Worse, the media—foolish as always, in their headlines—are telling low-info voters that Biden called Kamala Harris, Vice President Trump…and Vladimir Zelensky, President Putin. Those slips mean nothing. The media emphasis on that crap makes me embarrassed by my former profession.
But, Joe. Oh, Joe. My heart goes out. He did the best he could—as he promised to Stephanopoulos—but he seemed a very old man, unable to communicate his nuanced ideas to an electorate that doesn’t want the Orange miscreant, but wants to vote for someone who seems vital and vigorous…and clear, someone who doesn’t stumble every other sentence.
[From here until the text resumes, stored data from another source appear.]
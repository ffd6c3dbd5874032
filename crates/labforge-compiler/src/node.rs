//! Node definitions and their parse-time validation.
//!
//! A node's `build`/`image` alternative is decided exactly once, here,
//! into the [`NodeSource`] tagged union; consumers never re-inspect the
//! raw document.

use std::net::Ipv4Addr;

use ipnet::Ipv4Net;
use labforge_common::error::{LabError, Result};
use serde::Deserialize;

/// Where a node's container comes from.
///
/// Exactly one of the two alternatives is present in a valid node.
#[derive(Debug, Clone, PartialEq, Eq)]
pub enum NodeSource {
    /// Build the image from a local context path.
    Build(String),
    /// Pull a named image reference.
    Image(String),
}

/// A validated node definition.
#[derive(Debug, Clone, PartialEq, Eq)]
pub struct NodeDefinition {
    /// Container source, decided at parse time.
    pub source: NodeSource,
    /// Names of nodes this node depends on. Copied through verbatim;
    /// referenced names are not validated to exist.
    pub needs: Vec<String>,
    /// Entrypoint script path, relative to the workspace mount.
    pub script: Option<String>,
    /// Replica count, at least 1.
    pub replicas: u32,
    /// Explicit address pin. Mutually exclusive with `replicas > 1`.
    pub address: Option<Ipv4Addr>,
    /// Sub-subnet replica addresses are drawn from.
    pub subnet: Option<Ipv4Net>,
}

/// Raw node clause as it appears in the lab document. Unrecognized
/// keys are ignored.
#[derive(Debug, Default, Deserialize)]
struct RawNode {
    build: Option<String>,
    image: Option<String>,
    needs: Option<Vec<String>>,
    script: Option<String>,
    replicas: Option<u32>,
    ip: Option<String>,
    network: Option<String>,
}

impl NodeDefinition {
    /// Parses and validates one node clause.
    ///
    /// # Errors
    ///
    /// Returns [`LabError::Node`] if the clause is not a mapping of the
    /// expected field types, declares both or neither of
    /// `build`/`image`, sets `replicas` below 1, or carries an
    /// unparseable `ip` or `network` value.
    pub fn parse(name: &str, value: &serde_yaml::Value) -> Result<Self> {
        let raw: RawNode =
            serde_yaml::from_value(value.clone()).map_err(|e| LabError::Node {
                node: name.to_owned(),
                message: e.to_string(),
            })?;

        let source = match (raw.build, raw.image) {
            (Some(_), Some(_)) => {
                return Err(node_err(name, "'build' and 'image' are mutually exclusive"));
            }
            (None, None) => {
                return Err(node_err(name, "missing 'build' or 'image' clause"));
            }
            (Some(path), None) => NodeSource::Build(path),
            (None, Some(reference)) => NodeSource::Image(reference),
        };

        let replicas = raw.replicas.unwrap_or(1);
        if replicas < 1 {
            return Err(node_err(name, "'replicas' must be at least 1"));
        }

        let address = raw
            .ip
            .map(|s| {
                s.parse::<Ipv4Addr>()
                    .map_err(|_| node_err(name, &format!("invalid 'ip' address: {s}")))
            })
            .transpose()?;

        let subnet = raw
            .network
            .map(|s| {
                s.parse::<Ipv4Net>()
                    .map_err(|_| node_err(name, &format!("invalid 'network' subnet: {s}")))
            })
            .transpose()?;

        Ok(Self {
            source,
            needs: raw.needs.unwrap_or_default(),
            script: raw.script,
            replicas,
            address,
            subnet,
        })
    }
}

fn node_err(node: &str, message: &str) -> LabError {
    LabError::Node {
        node: node.to_owned(),
        message: message.to_owned(),
    }
}

#[cfg(test)]
mod tests {
    use super::*;

    fn parse(yaml: &str) -> Result<NodeDefinition> {
        let value: serde_yaml::Value = serde_yaml::from_str(yaml).expect("valid yaml");
        NodeDefinition::parse("n1", &value)
    }

    #[test]
    fn parse_build_node() {
        let node = parse("build: ./router").expect("should parse");
        assert_eq!(node.source, NodeSource::Build("./router".into()));
        assert_eq!(node.replicas, 1);
        assert!(node.needs.is_empty());
        assert!(node.address.is_none());
    }

    #[test]
    fn parse_image_node_with_options() {
        let node = parse(
            "image: alpine:3\nneeds: [router]\nscript: start.sh\nreplicas: 3\nnetwork: 10.0.1.0/24",
        )
        .expect("should parse");
        assert_eq!(node.source, NodeSource::Image("alpine:3".into()));
        assert_eq!(node.needs, vec!["router".to_owned()]);
        assert_eq!(node.script.as_deref(), Some("start.sh"));
        assert_eq!(node.replicas, 3);
        assert_eq!(node.subnet, Some("10.0.1.0/24".parse().expect("subnet")));
    }

    #[test]
    fn parse_both_build_and_image_fails() {
        let err = parse("build: ./a\nimage: foo:latest").unwrap_err();
        assert!(err.to_string().contains("mutually exclusive"), "got: {err}");
    }

    #[test]
    fn parse_neither_build_nor_image_fails() {
        let err = parse("needs: [x]").unwrap_err();
        assert!(err.to_string().contains("missing 'build' or 'image'"), "got: {err}");
    }

    #[test]
    fn parse_zero_replicas_fails() {
        let err = parse("image: a\nreplicas: 0").unwrap_err();
        assert!(err.to_string().contains("at least 1"), "got: {err}");
    }

    #[test]
    fn parse_invalid_ip_fails() {
        let err = parse("image: a\nip: 300.1.2.3").unwrap_err();
        assert!(err.to_string().contains("invalid 'ip'"), "got: {err}");
    }

    #[test]
    fn parse_invalid_subnet_fails() {
        let err = parse("image: a\nnetwork: 10.0.0.0/33").unwrap_err();
        assert!(err.to_string().contains("invalid 'network'"), "got: {err}");
    }

    #[test]
    fn parse_ignores_unknown_keys() {
        let node = parse("image: a\ncolour: blue").expect("unknown keys are ignored");
        assert_eq!(node.source, NodeSource::Image("a".into()));
    }
}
Here is Sarah Longwell, ever admirable, on the pre-press conference stage of play:
There’s another thread that’s emerging: voters comparing Joe Biden to their aging relatives who won’t give up their car keys. That’s not an analogy you want to hear with democracy on the line. On Wednesday, these comparisons were more common than ever among the voters I talked to—a group made up of those who cast ballots for Clinton in 2016 and Biden in 2020 but were now undecided.”
Said one focus group participant: “I’ve seen firsthand how difficult it is to get, you know, mom’s driver’s license or aging parents’ license away from them. What does that look like when it’s the president of the United States?”
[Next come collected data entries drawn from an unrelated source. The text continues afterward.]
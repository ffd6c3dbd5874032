//! `labforge stop` — stop the running lab.

use std::path::PathBuf;

use clap::Args;
use labforge_common::constants::DEFAULT_COMPOSE_FILE;
use labforge_docker::orchestrator;

/// Arguments for the `stop` subcommand.
#[derive(Args, Debug)]
pub struct StopArgs {
    /// Path of the descriptor whose project to stop.
    #[arg(default_value = DEFAULT_COMPOSE_FILE)]
    pub file: PathBuf,
}

/// Executes the `stop` command.
///
/// # Errors
///
/// Returns an error if the orchestrator invocation fails.
pub fn execute(args: StopArgs) -> anyhow::Result<()> {
    orchestrator::stop(&args.file)?;
    println!("Lab stopped.");
    Ok(())
}
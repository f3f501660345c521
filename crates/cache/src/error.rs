//! Error types for the cache crate

// Rust 1.92 compiler bug: false positives for thiserror/miette derive macro fields
// https://github.com/rust-lang/rust/issues/147648
#![allow(unused_assignments)]

use miette::Diagnostic;
use std::path::Path;
use thiserror::Error;

/// Error type for cache operations
#[derive(Error, Debug, Diagnostic)]
pub enum Error {
    /// Invalid argument supplied by the caller
    #[error("Invalid argument: {message}")]
    #[diagnostic(
        code(pixelgrove::cache::invalid_argument),
        help("Hash lengths must be even and within 2..=64; extensions must be alphanumeric")
    )]
    InvalidArgument {
        /// Error message describing the rejected argument
        message: String,
    },

    /// I/O error during cache operations
    #[error("I/O {operation} failed: {}", path.display())]
    #[diagnostic(
        code(pixelgrove::cache::storage),
        help("Check file permissions and ensure the cache root is writable")
    )]
    Storage {
        /// The underlying I/O error
        #[source]
        source: std::io::Error,
        /// Path that caused the error
        path: Box<Path>,
        /// Operation that failed (e.g., "read", "write", "create directory")
        operation: String,
    },

    /// A constructed path resolved outside the cache root
    #[error("Path escapes the cache root: {}", path.display())]
    #[diagnostic(
        code(pixelgrove::cache::path_escape),
        help("Cache names may contain only hex characters and an alphanumeric extension")
    )]
    PathEscape {
        /// The rejected path
        path: Box<Path>,
    },

    /// The source artifact required by the source-aware staleness policy is missing
    #[error("Source artifact does not exist: {}", path.display())]
    #[diagnostic(
        code(pixelgrove::cache::source_unavailable),
        help("The cached entry cannot be validated or regenerated; do not retry")
    )]
    SourceUnavailable {
        /// The missing source path
        path: Box<Path>,
    },

    /// The external production pipeline failed
    #[error("Artifact production failed for key: {key}")]
    #[diagnostic(code(pixelgrove::cache::production))]
    Production {
        /// The cache key whose production failed
        key: String,
        /// The pipeline's failure, passed through uninterpreted
        #[source]
        source: Box<dyn std::error::Error + Send + Sync>,
    },

    /// Waiting for the per-key lock was cancelled or timed out
    #[error("Lock acquisition cancelled for key: {key}")]
    #[diagnostic(
        code(pixelgrove::cache::lock_cancelled),
        help("Another producer held the key past the configured wait limit")
    )]
    LockCancelled {
        /// The key whose acquisition was abandoned
        key: String,
    },
}

impl Error {
    /// Create an invalid argument error
    #[must_use]
    pub fn invalid_argument(msg: impl Into<String>) -> Self {
        Self::InvalidArgument {
            message: msg.into(),
        }
    }

    /// Create a storage error with path context
    #[must_use]
    pub fn storage(
        source: std::io::Error,
        path: impl AsRef<Path>,
        operation: impl Into<String>,
    ) -> Self {
        Self::Storage {
            source,
            path: path.as_ref().into(),
            operation: operation.into(),
        }
    }

    /// Create a path escape rejection
    #[must_use]
    pub fn path_escape(path: impl AsRef<Path>) -> Self {
        Self::PathEscape {
            path: path.as_ref().into(),
        }
    }

    /// Create a missing source error
    #[must_use]
    pub fn source_unavailable(path: impl AsRef<Path>) -> Self {
        Self::SourceUnavailable {
            path: path.as_ref().into(),
        }
    }

    /// Wrap an external production failure
    #[must_use]
    pub fn production(
        key: impl Into<String>,
        source: impl Into<Box<dyn std::error::Error + Send + Sync>>,
    ) -> Self {
        Self::Production {
            key: key.into(),
            source: source.into(),
        }
    }

    /// Create a lock cancellation error
    #[must_use]
    pub fn lock_cancelled(key: impl Into<String>) -> Self {
        Self::LockCancelled { key: key.into() }
    }
}

/// Result type for cache operations
pub type Result<T> = std::result::Result<T, Error>;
“This is fundamental to understanding voters’ fears about Biden’s age. They are disinclined to give him the benefit of the doubt because many have seen this all before. They don’t want their octogenarian father (or grandfather) running the country, let alone driving a car.
I was one who had to steal my father’s car keys. He screamed, he said terrible things. He died of dementia, as my mom—whom he’d met in kindergarten—did a few weeks earlier. I had to make the decision to pull the plug on both of them. I’m not sure I’ve recovered from it yet, but I know I did the right thing. I gave my mom her last meal, several teaspoons of chocolate ice cream, hours before she died. I was holding my dad’s hand when he left us. In the past few weeks, Joe Biden has brought all these memories rushing back.
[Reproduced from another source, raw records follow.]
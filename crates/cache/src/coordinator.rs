//! Request coordination
//!
//! The coordinator is the composition point a serving layer calls once per
//! request. It owns the decision sequence; storage, hashing, locking and
//! production stay behind their own seams and are injected at construction.
//!
//! # Architecture
//!
//! ```text
//!   Checking ---fresh--------------------------> serve cached bytes
//!      | miss or stale
//!      v
//!   Locking (keyed, FIFO)
//!      | granted
//!      v
//!   Recheck ---became fresh-------------------> serve cached bytes
//!      | still stale
//!      v
//!   Producing (external pipeline, at most one per key at a time)
//!      | bytes
//!      v
//!   Writing (temp + rename) ------------------> serve produced bytes
//! ```
//!
//! The recheck exists because the lock is only requested after a miss: by
//! the time it is granted, a racing caller may already have produced and
//! written the entry, and that result must be served instead of produced
//! again. Production failures pass through unchanged; nothing is retried
//! here.

use async_trait::async_trait;
use std::path::PathBuf;
use std::sync::Arc;
use std::time::{Duration, SystemTime};
use tracing::debug;

use crate::config::CacheConfig;
use crate::error::{Error, Result};
use crate::hash::{extension_from_key, hashed_name};
use crate::keylock::KeyedLock;
use crate::pool::{BufferPool, PooledBuffer};
use crate::store::{ArtifactStore, DiskCache};

/// One artifact lookup as seen by the coordinator.
#[derive(Debug, Clone)]
pub struct ArtifactRequest {
    /// Opaque fingerprint of the requested artifact; equal requests carry
    /// byte-identical keys.
    pub key: String,
    /// Source artifact consulted by the source-aware staleness policy.
    pub source: Option<PathBuf>,
    /// Entries last written at or before this instant count as stale.
    pub min_fresh: SystemTime,
}

impl ArtifactRequest {
    /// Request the artifact for `key` with the given freshness floor.
    #[must_use]
    pub fn new(key: impl Into<String>, min_fresh: SystemTime) -> Self {
        Self {
            key: key.into(),
            source: None,
            min_fresh,
        }
    }

    /// Attach the source path the staleness check may compare against.
    #[must_use]
    pub fn with_source(mut self, source: impl Into<PathBuf>) -> Self {
        self.source = Some(source.into());
        self
    }
}

/// Failure surfaced by a [`Producer`], passed through uninterpreted.
pub type ProduceError = Box<dyn std::error::Error + Send + Sync>;

/// External pipeline that regenerates an artifact the cache cannot serve.
///
/// Invoked only inside the per-key critical section, so at most one
/// production per key runs at a time however many requests race.
#[async_trait]
pub trait Producer: Send + Sync {
    /// Produce the artifact bytes for `request`, allocating the output from
    /// `pool`.
    ///
    /// # Errors
    ///
    /// Implementations return their own failure, which the coordinator
    /// wraps as [`Error::Production`] without interpreting it.
    async fn produce(
        &self,
        request: &ArtifactRequest,
        pool: &BufferPool,
    ) -> std::result::Result<PooledBuffer, ProduceError>;
}

/// Serves artifact requests from the cache, regenerating entries through a
/// [`Producer`] when they are absent or stale.
pub struct Coordinator<S = DiskCache> {
    store: S,
    producer: Arc<dyn Producer>,
    locks: KeyedLock,
    pool: BufferPool,
    config: CacheConfig,
    lock_timeout: Option<Duration>,
}

impl Coordinator<DiskCache> {
    /// Build a coordinator over a [`DiskCache`] rooted at
    /// `config.cache_root`, with one buffer pool shared by the store and
    /// the producer.
    ///
    /// # Errors
    ///
    /// Returns [`Error::InvalidArgument`] when the configuration is invalid.
    pub fn with_disk_store(config: CacheConfig, producer: Arc<dyn Producer>) -> Result<Self> {
        let pool = BufferPool::new();
        let store = DiskCache::new(config.clone(), pool.clone())?;
        Self::new(store, producer, pool, config)
    }
}

impl<S: ArtifactStore> Coordinator<S> {
    /// Wire a coordinator from explicit parts.
    ///
    /// # Errors
    ///
    /// Returns [`Error::InvalidArgument`] when the configuration is invalid.
    pub fn new(
        store: S,
        producer: Arc<dyn Producer>,
        pool: BufferPool,
        config: CacheConfig,
    ) -> Result<Self> {
        config.validate()?;
        Ok(Self {
            store,
            producer,
            locks: KeyedLock::new(),
            pool,
            config,
            lock_timeout: None,
        })
    }

    /// Bound how long a request may wait for the per-key lock; waits past
    /// the limit fail with [`Error::LockCancelled`].
    #[must_use]
    pub fn with_lock_timeout(mut self, limit: Duration) -> Self {
        self.lock_timeout = Some(limit);
        self
    }

    /// The pool backing this coordinator's buffers.
    #[must_use]
    pub fn pool(&self) -> &BufferPool {
        &self.pool
    }

    /// Number of keys currently locked or waited on, for monitoring.
    #[must_use]
    pub fn active_locks(&self) -> usize {
        self.locks.entry_count()
    }

    /// Serve the artifact for `request`, from cache when fresh, otherwise by
    /// producing and writing it exactly once per key however many identical
    /// requests arrive concurrently.
    ///
    /// # Errors
    ///
    /// Returns [`Error::Storage`] for cache I/O failures,
    /// [`Error::SourceUnavailable`] when the source-aware policy finds no
    /// source (terminal), [`Error::Production`] wrapping the pipeline's own
    /// failure, and [`Error::LockCancelled`] when a configured lock wait
    /// limit elapses.
    pub async fn fetch(&self, request: &ArtifactRequest) -> Result<PooledBuffer> {
        let extension = extension_from_key(&request.key, &self.config.default_extension);
        let name = hashed_name(&request.key, self.config.name_length, extension)?;
        let source = request.source.as_deref();

        // Checking: the common case is served without touching the lock.
        let info = self
            .store
            .check_staleness(&name, source, request.min_fresh)
            .await?;
        if !info.expired && let Some(buffer) = self.store.get(&name).await? {
            debug!(key = %request.key, name = %name, "cache hit");
            return Ok(buffer);
        }

        debug!(key = %request.key, name = %name, "cache miss or stale");

        // Locking: all concurrent requesters of this key line up here; the
        // first one through regenerates for the rest.
        let _guard = match self.lock_timeout {
            Some(limit) => self.locks.acquire_timeout(&request.key, limit).await?,
            None => self.locks.acquire(&request.key).await,
        };

        // Recheck: a racing caller may have refreshed the entry while this
        // one waited for the lock.
        let info = self
            .store
            .check_staleness(&name, source, request.min_fresh)
            .await?;
        if !info.expired && let Some(buffer) = self.store.get(&name).await? {
            debug!(key = %request.key, name = %name, "entry refreshed while waiting");
            return Ok(buffer);
        }

        // Producing and Writing.
        debug!(key = %request.key, name = %name, "producing");
        let produced = self
            .producer
            .produce(request, &self.pool)
            .await
            .map_err(|err| Error::production(&request.key, err))?;
        let written_at = self.store.set(&name, &produced).await?;
        debug!(
            key = %request.key,
            name = %name,
            bytes = produced.len(),
            written_at = ?written_at,
            "produced and written"
        );

        Ok(produced)
    }
}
I always saw Joe Biden as a peer—we talked about our working-class moms; he called me when my mom died—but he seems more like a member of an older generation than a contemporary now. I think about the steps I lose, the miles I drive more carefully than I used to, the mental acuity that I struggle to hold onto—in large part, by writing my 50 years of experience to you each week—and Joe has made me too entirely conscious of my age for comfort.
But writing is easier than talking. If I were to say Vice President Trump, I would catch it on rereading—as Biden did tonight after he called Zelensky, Putin—and I can, I hope, seem clever and together in this space. Biden doesn’t have that luxury—but that is the arena he has chosen to perform in.
And in that arena, we need someone sharp and fast and devastating to take on the worst human being—and I’ve some real killers—I’ve ever met.
I hope Kamala can do it. It’s probably too late for anyone else. But I feel so sad about Joe Biden, so sad.
Joe—Terrific piece. I want Joe to step aside because I believe he has little to no chance of beating Trump—-which is the only thing that matters in this election. Any alternate scenario has risks, but not as great as a Biden v. Trump rematch. Our democracy, and all it entails, are the stake. Period. I also reacted emotionally to the ‘taking the keys away” from mentally failing parents. I had to do it with my dad, and versions of it happened with Shari’s folks. It is a heart-rendering passage—for them and for those voicing—and enforcing—the request (as my kids will learn someday, damn it!). Interestingly, I have had this conversation with virtually every friend I have talked to in the past two weeks. It is the dominant topic in any discussion about Joe Biden’s situation and future.
As I’ve said,before, I hate it but I agree. There was a way to do this with Biden leaving with all the honor he deserves. If he waits very much that chance will go by. If he waits even longer he will get to,see Trump take over, humiliate him, and undo everything he and we ever worked for. That’s the cross roads we are at.